勿論、輸送船に搭載している兵器は米国西海岸に上陸させるので積んだままである。
南雲と会談を終えた石原が布哇司令部に戻ると間もなく寺内大将以下の各将軍たちがお見えになるという事を聞く。
「やれやれ、私を嫌っている殆どの者達とご対面と言うわけか……」
石原の本心からくる嫌な言葉に横にいた樋口・牛島・栗林中将もなんと声を掛けていいか分からなく黙っていた。

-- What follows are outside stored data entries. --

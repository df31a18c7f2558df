//! Rendering.
//!
//! Nothing in this crate talks to a graphics API. Plugins describe what to draw through the
//! [Renderer] capability, which a host implements on top of whatever backend it uses.

mod recorder;
mod surface;

pub use self::recorder::*;
pub use self::surface::*;

use crate::data::cgmath_ext::Matrix4Ext;
use cgmath::{Matrix4, SquareMatrix, Vector3};

/// Viewport size and depth range.
#[derive(Debug, Clone, Copy, PartialEq)]
pub struct Viewport {
    /// Width in pixels.
    pub width: u32,

    /// Height in pixels.
    pub height: u32,

    /// Near clip plane.
    pub z_near: f32,

    /// Far clip plane.
    pub z_far: f32,
}

impl Viewport {
    /// Maps normalized device coordinates to window pixels (origin top left, Y down). Depth is
    /// mapped linearly from [-1, 1] to [z_near, z_far].
    pub fn ndc_to_screen(&self, ndc: Vector3<f32>) -> Vector3<f32> {
        let (w, h) = (self.width as f32, self.height as f32);
        let (n, f) = (self.z_near, self.z_far);
        Vector3::new(
            (ndc.x + 1.) * w / 2.,
            -(ndc.y - 1.) * h / 2.,
            ndc.z * (f - n) / 2. + (f + n) / 2.,
        )
    }

    /// Inverse of [Viewport::ndc_to_screen].
    pub fn screen_to_ndc(&self, screen: Vector3<f32>) -> Vector3<f32> {
        let (w, h) = (self.width as f32, self.height as f32);
        let (n, f) = (self.z_near, self.z_far);
        Vector3::new(
            2. * screen.x / w - 1.,
            1. - 2. * screen.y / h,
            (2. * screen.z - (f + n)) / (f - n),
        )
    }

    /// Returns false if this viewport cannot map anything (zero size or empty depth range).
    pub fn is_valid(&self) -> bool {
        self.width > 0 && self.height > 0 && self.z_far != self.z_near
    }
}

/// Per-frame view state handed to plugins and the surface editor.
#[derive(Debug, Clone, Copy, PartialEq)]
pub struct Context {
    /// The projection matrix.
    pub projection: Matrix4<f32>,

    /// The view matrix.
    pub view: Matrix4<f32>,

    /// The viewport.
    pub viewport: Viewport,
}

impl Context {
    /// Creates a context with identity matrices.
    pub fn identity(viewport: Viewport) -> Context {
        Context {
            projection: Matrix4::identity(),
            view: Matrix4::identity(),
            viewport,
        }
    }

    /// `projection * view`.
    pub fn view_projection(&self) -> Matrix4<f32> {
        self.projection * self.view
    }

    /// Maps a world position to window pixels and mapped depth.
    pub fn world_to_screen(&self, world: Vector3<f32>) -> Option<Vector3<f32>> {
        let ndc = self.view_projection().transform_point3(world)?;
        Some(self.viewport.ndc_to_screen(ndc))
    }

    /// Maps window pixels and mapped depth back to a world position.
    pub fn screen_to_world(&self, screen: Vector3<f32>) -> Option<Vector3<f32>> {
        let ndc = self.viewport.screen_to_ndc(screen);
        self.view_projection().inverse_transform_point3(ndc)
    }
}

/// A uniform value.
#[derive(Debug, Clone, PartialEq)]
pub enum Uniform {
    Bool(bool),
    Int(i32),
    Float(f32),
    Vec3([f32; 3]),
    Mat4(Matrix4<f32>),
    FloatArray(Vec<f32>),
}

/// Primitive types for draw calls.
#[derive(Debug, Clone, Copy, PartialEq, Eq, Hash)]
pub enum Primitive {
    Points,
    Lines,
    /// Tessellation patches with the given number of vertices per patch.
    Patches(u32),
}

/// Pipeline switches.
#[derive(Debug, Clone, Copy, PartialEq, Eq, Hash)]
pub enum Flag {
    /// Writing to the depth buffer.
    DepthWrite,
    /// Rasterizing polygons as outlines.
    Wireframe,
}

/// The drawing capability a host provides to plugins.
///
/// Implementations render into a color target and, alongside it, an id-color target used for
/// picking; vertex colors passed to [Renderer::set_vertices] are written to the latter.
pub trait Renderer {
    /// Replaces the current vertex data. `positions` and `colors` hold three floats per vertex.
    fn set_vertices(&mut self, positions: &[f32], colors: &[f32], indices: &[u32]);

    /// Sets a uniform for subsequent draw calls.
    fn set_uniform(&mut self, name: &str, value: Uniform);

    /// Enables or disables a pipeline switch.
    fn set_flag(&mut self, flag: Flag, enabled: bool);

    /// Issues a draw call with the current vertex data and uniforms.
    fn draw(&mut self, primitive: Primitive);

    /// Reads one pixel of the id-color target. Coordinates are window pixels, origin top left.
    fn read_pick_color(&mut self, x: u32, y: u32) -> [u8; 3];

    /// Reloads shader sources, if the backend has any.
    fn reload_shaders(&mut self) {}
}

#[test]
fn screen_mapping() {
    let viewport = Viewport {
        width: 200,
        height: 100,
        z_near: 1.,
        z_far: 3.,
    };
    assert_eq!(
        viewport.ndc_to_screen(Vector3::new(-1., 1., -1.)),
        Vector3::new(0., 0., 1.)
    );
    assert_eq!(
        viewport.ndc_to_screen(Vector3::new(1., -1., 1.)),
        Vector3::new(200., 100., 3.)
    );
    assert_eq!(
        viewport.screen_to_ndc(Vector3::new(100., 50., 2.)),
        Vector3::new(0., 0., 0.)
    );
    assert!(viewport.is_valid());
    assert!(!Viewport { width: 0, ..viewport }.is_valid());
}

#[test]
fn context_round_trip() {
    use crate::data::{OrbitCamera, Projection};

    let projection = Projection {
        width: 640,
        height: 480,
        clip_near: 0.5,
        clip_far: 5.,
        ..Projection::new()
    };
    let ctx = Context {
        projection: projection.matrix(),
        view: OrbitCamera::new(2.).view_matrix(),
        viewport: Viewport {
            width: 640,
            height: 480,
            z_near: projection.clip_near,
            z_far: projection.clip_far,
        },
    };

    let world = Vector3::new(0.25, -0.1, 0.3);
    let screen = ctx.world_to_screen(world).unwrap();
    let back = ctx.screen_to_world(screen).unwrap();
    assert!((back.x - world.x).abs() < 1e-3, "{:?}", back);
    assert!((back.y - world.y).abs() < 1e-3, "{:?}", back);
    assert!((back.z - world.z).abs() < 1e-3, "{:?}", back);

    // the origin projects to the center of the window
    let center = ctx.world_to_screen(Vector3::new(0., 0., 0.)).unwrap();
    assert!((center.x - 320.).abs() < 1e-3 && (center.y - 240.).abs() < 1e-3);
}
impl SurfaceEditor {
    /// Creates an editor with a flat grid.
    pub fn new(
        n: usize,
        m: usize,
        degree_p: usize,
        degree_q: usize,
    ) -> Result<SurfaceEditor, GridError> {
        Ok(SurfaceEditor::with_grid(ControlGrid::new(
            n, m, degree_p, degree_q,
        )?))
    }

    /// Creates an editor for an existing grid.
    pub fn with_grid(grid: ControlGrid) -> SurfaceEditor {
        SurfaceEditor {
            grid,
            selected: None,
            move_mode: MoveMode::None,
        }
    }

    pub fn grid(&self) -> &ControlGrid {
        &self.grid
    }

    /// The selected point index.
    pub fn selected(&self) -> Option<usize> {
        self.selected
    }

    /// The pick id of the selected point, or 0.
    pub fn selected_id(&self) -> u32 {
        self.selected.map_or(0, |index| index as u32 + 1)
    }

    pub fn move_mode(&self) -> MoveMode {
        self.move_mode
    }

    /// Selects the point with the given decoded pick id, or clears the selection if the id does
    /// not belong to a point (including the background id 0).
    pub fn pick(&mut self, screen_x: f64, screen_y: f64, decoded_id: u32) {
        let id = decoded_id as usize;
        self.selected = if id >= 1 && id <= self.grid.len() {
            Some(id - 1)
        } else {
            None
        };
        debug!(
            target: "surfacevis",
            "Picked id {} at ({}, {}): {:?}", decoded_id, screen_x, screen_y, self.selected
        );
    }

    /// Clears the selection and stops any move.
    pub fn deselect(&mut self) {
        self.selected = None;
        self.move_mode = MoveMode::None;
    }

    /// Selects the next point, or the first one if nothing is selected. Stops at the last point.
    pub fn select_next(&mut self) {
        self.selected = match self.selected {
            None => Some(0),
            Some(index) => Some((index + 1).min(self.grid.len() - 1)),
        };
    }

    /// Selects the previous point. Stops at the first point; does nothing without a selection.
    pub fn select_previous(&mut self) {
        if let Some(index) = self.selected {
            self.selected = Some(index.saturating_sub(1));
        }
    }

    /// Position of the selected point.
    pub fn selected_position(&self) -> Option<Vector3<f32>> {
        self.selected.and_then(|index| self.grid.point(index))
    }

    /// Moves the selected point to the given position. Returns false if nothing is selected.
    pub fn set_selected_position(&mut self, position: Vector3<f32>) -> bool {
        match self.selected {
            Some(index) => self.grid.set_point(index, position).is_ok(),
            None => false,
        }
    }

    /// Starts moving the selected point. Does nothing if no point is selected; `MoveMode::None`
    /// always stops.
    pub fn begin_move(&mut self, mode: MoveMode) {
        if mode == MoveMode::None {
            self.end_move();
            return;
        }
        if self.selected.is_none() {
            return;
        }
        if self.move_mode != mode {
            debug!(target: "surfacevis", "Move mode {:?} -> {:?}", self.move_mode, mode);
        }
        self.move_mode = mode;
    }

    /// Stops moving.
    pub fn end_move(&mut self) {
        self.move_mode = MoveMode::None;
    }

    /// Applies a pointer drag of `(dx, dy)` pixels to the selected point.
    ///
    /// The point is projected to the screen, shifted there and projected back, so it follows
    /// the pointer regardless of camera orientation. Returns true if the point moved.
    pub fn drag_to(&mut self, dx: f32, dy: f32, ctx: &Context) -> bool {
        let index = match (self.move_mode, self.selected) {
            (MoveMode::None, _) | (_, None) => return false,
            (_, Some(index)) => index,
        };
        let world = match self.grid.point(index) {
            Some(world) => world,
            None => return false,
        };
        if !ctx.viewport.is_valid() {
            warn!(target: "surfacevis", "Dropping drag: invalid viewport {:?}", ctx.viewport);
            return false;
        }

        let mut screen = match ctx.world_to_screen(world) {
            Some(screen) => screen,
            None => {
                warn!(target: "surfacevis", "Dropping drag: point #{} does not project", index);
                return false;
            }
        };
        match self.move_mode {
            MoveMode::PlaneXY => {
                screen.x += dx;
                screen.y += dy;
            }
            MoveMode::AxisZ => screen.z += dy * AXIS_Z_SCALE,
            MoveMode::None => (),
        }

        let moved = match ctx.screen_to_world(screen) {
            Some(moved) => moved,
            None => {
                warn!(target: "surfacevis", "Dropping drag: view-projection is not invertible");
                return false;
            }
        };
        self.grid.set_point(index, moved).is_ok()
    }

    /// Replaces the grid with a flat n×m one at the current degrees.
    ///
    /// A selection outside the new grid is cleared and any move is stopped. On error, nothing
    /// changes.
    pub fn resize_grid(&mut self, n: usize, m: usize) -> Result<(), GridError> {
        let (degree_p, degree_q) = (self.grid.degree_p(), self.grid.degree_q());
        self.grid.rebuild(n, m, degree_p, degree_q)?;
        debug!(target: "surfacevis", "Resized grid to {}×{}", n, m);
        self.end_move();
        if self.selected.map_or(false, |index| index >= self.grid.len()) {
            self.selected = None;
        }
        Ok(())
    }

    /// Restores the flat layout at the current shape and clears the selection.
    pub fn reset(&mut self) {
        let (n, m) = (self.grid.n(), self.grid.m());
        let (degree_p, degree_q) = (self.grid.degree_p(), self.grid.degree_q());
        if let Err(err) = self.grid.rebuild(n, m, degree_p, degree_q) {
            warn!(target: "surfacevis", "Could not reset grid: {}", err);
        }
        self.deselect();
    }

    /// Replaces the grid with one read from a file.
    ///
    /// On error, the current grid is kept. A selection outside the loaded grid is cleared.
    pub fn load<P: AsRef<Path>>(&mut self, path: P) -> Result<(), EditError> {
        let path = path.as_ref();
        let grid = file::read(path)?;
        info!(
            target: "surfacevis",
            "Loaded {}×{} control points from {}", grid.n(), grid.m(), path.display()
        );
        self.grid = grid;
        self.end_move();
        if self.selected.map_or(false, |index| index >= self.grid.len()) {
            self.selected = None;
        }
        Ok(())
    }

    /// Writes the grid to a file.
    pub fn save<P: AsRef<Path>>(&self, path: P) -> Result<(), EditError> {
        let path = path.as_ref();
        file::write(path, &self.grid)?;
        info!(
            target: "surfacevis",
            "Saved {}×{} control points to {}", self.grid.n(), self.grid.m(), path.display()
        );
        Ok(())
    }

    /// Collects what a renderer needs to draw the surface and its control net.
    pub fn draw_data(&self, tess: TessLevels) -> SurfaceDrawData {
        SurfaceDrawData {
            n: self.grid.n(),
            m: self.grid.m(),
            degree_p: self.grid.degree_p(),
            degree_q: self.grid.degree_q(),
            positions: self.grid.positions(),
            id_colors: self.grid.id_colors(),
            edge_indices: self.grid.edge_indices().to_vec(),
            knots_u: self.grid.knots_u().to_vec(),
            knots_v: self.grid.knots_v().to_vec(),
            tess,
            picked_color: id_to_color_f32(self.selected_id()),
        }
    }
}
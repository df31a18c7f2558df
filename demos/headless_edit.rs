extern crate surfacevis;

use surfacevis::host::{Host, HostConfig};
use surfacevis::platform::event::*;
use surfacevis::platform::GraphicsContext;
use surfacevis::plugin::{Registry, SURFACE_VIS};
use surfacevis::render::*;
use surfacevis::data::color::id_to_color;

/// Drives the surface editor with a scripted session and prints what would have been drawn.
fn main() {
    let _ctx = GraphicsContext::acquire("SurfaceVis Headless").expect("Graphics context in use");

    let config = HostConfig {
        resources_dir: std::env::temp_dir().join("surfacevis-demo"),
        ..HostConfig::default()
    };
    let mut host = Host::new(Recorder::new(), Registry::builtin(), config);
    host.select_plugin(SURFACE_VIS.idx).expect("No surface plugin");

    // pretend the pointer is over control point #6
    host.mouse_move(640., 360.);
    host.renderer_mut().pick_color = id_to_color(6);
    host.mouse_button(Button::Primary, ButtonAction::Press, Modifiers::SHIFT);
    host.mouse_button(Button::Primary, ButtonAction::Release, Modifiers::SHIFT);

    // lift it towards the viewer, then drag it across the screen
    host.mouse_button(Button::Secondary, ButtonAction::Press, Modifiers::SHIFT);
    host.mouse_move(640., 300.);
    host.mouse_button(Button::Secondary, ButtonAction::Release, Modifiers::SHIFT);
    host.mouse_button(Button::Middle, ButtonAction::Press, Modifiers::SHIFT);
    host.mouse_move(700., 280.);
    host.mouse_button(Button::Middle, ButtonAction::Release, Modifiers::SHIFT);

    // orbit a bit
    host.mouse_button(Button::Primary, ButtonAction::Press, Modifiers::default());
    host.mouse_move(760., 300.);
    host.mouse_button(Button::Primary, ButtonAction::Release, Modifiers::default());

    host.keyboard(KeyCode::S, KeyAction::Press, Modifiers::default());

    host.renderer_mut().clear();
    host.render();
    for command in host.renderer().commands() {
        match command {
            Command::Vertices { positions, .. } => {
                for p in positions.chunks(3) {
                    println!("point {:>8.4} {:>8.4} {:>8.4}", p[0], p[1], p[2]);
                }
            }
            Command::Draw(primitive) => println!("draw {:?}", primitive),
            _ => (),
        }
    }
}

「ふう、まあ……清水寺の舞台から飛び降りる気分で行って来るか! 君達はそれぞれの持ち場に戻ってくれないか? どんな嫌味を言われるか分からないぞ?」
そういうと石原は布哇司令部の入り口に移動する為、執務室から出ていく。
三人はお互いに顔を見合わせると無言で頷いて裏口から出ていく。
石原が覚悟した通り、寺内を始めとする各師団長との顔合わせは最悪な展開になり建設的な話は出来ずに終わり無駄に疲れただけであった。
しかも石原が辟易した一つに寺内・牟田口・富永の三大馬鹿がわざわざ芸者を連れてきていてオワフ島の日系料理店でどんちゃ騒ぎを始めたのであった。
溜息をついていた石原の元に数少ない友人の一人である阿南大将がやってきて御苦労さんと労ってくれる。
「阿南閣下も大変ですね? まあ、向こうに行っても閣下たちがおられるので無茶なことはしないと思いますが?」
♦♦
その頃、布哇防衛兼偵察艦隊旗艦超戦艦“大和”偵察機が米国戦艦部隊を発見する。
「……くっ! 何とタイミングが悪いのだ! 空母が一隻もいないばかりか随伴が駆逐艦二隻だけとはな」
大和艦長『有賀幸作』大佐がしかめっ面をしながら電文内容を見ながら喋る。
参謀が艦長から内容を伺うと戦艦5隻・巡洋艦8隻・駆逐艦12隻の大部隊からなるという事であった。
「敵さんは16インチ砲ですがこちらは18インチありますのでアウトレンジで攻撃できるのでは?」
有賀がまあ確かにそうだが駆逐艦をはじめとする小艦艇を仕留めるためには魚雷戦が必要だという。
「艦長、“雪風”と“雷”から発行信号です! 内容は我ら僚艦で切り込み隊長として突撃するとの事です」
駆逐艦“雪風”艦橋では艦長『寺内正道』中佐が陽気な表情をしながら突撃するぞと言うと艦内から歓声が沸き起こる。
同じく駆逐艦“雷”艦橋でも艦長『工藤俊作』中佐が仁王立ちになりながらこれより“雪風”と共に突撃することを館内放送で伝える。
日本艦隊は僅か三隻であったが士気は怒髪天を超えるほどである。
ちなみに戦艦“大和”上空に岩本が操縦する“晴嵐”が護衛として飛んでいたのであるが勿論、彼らは知らない。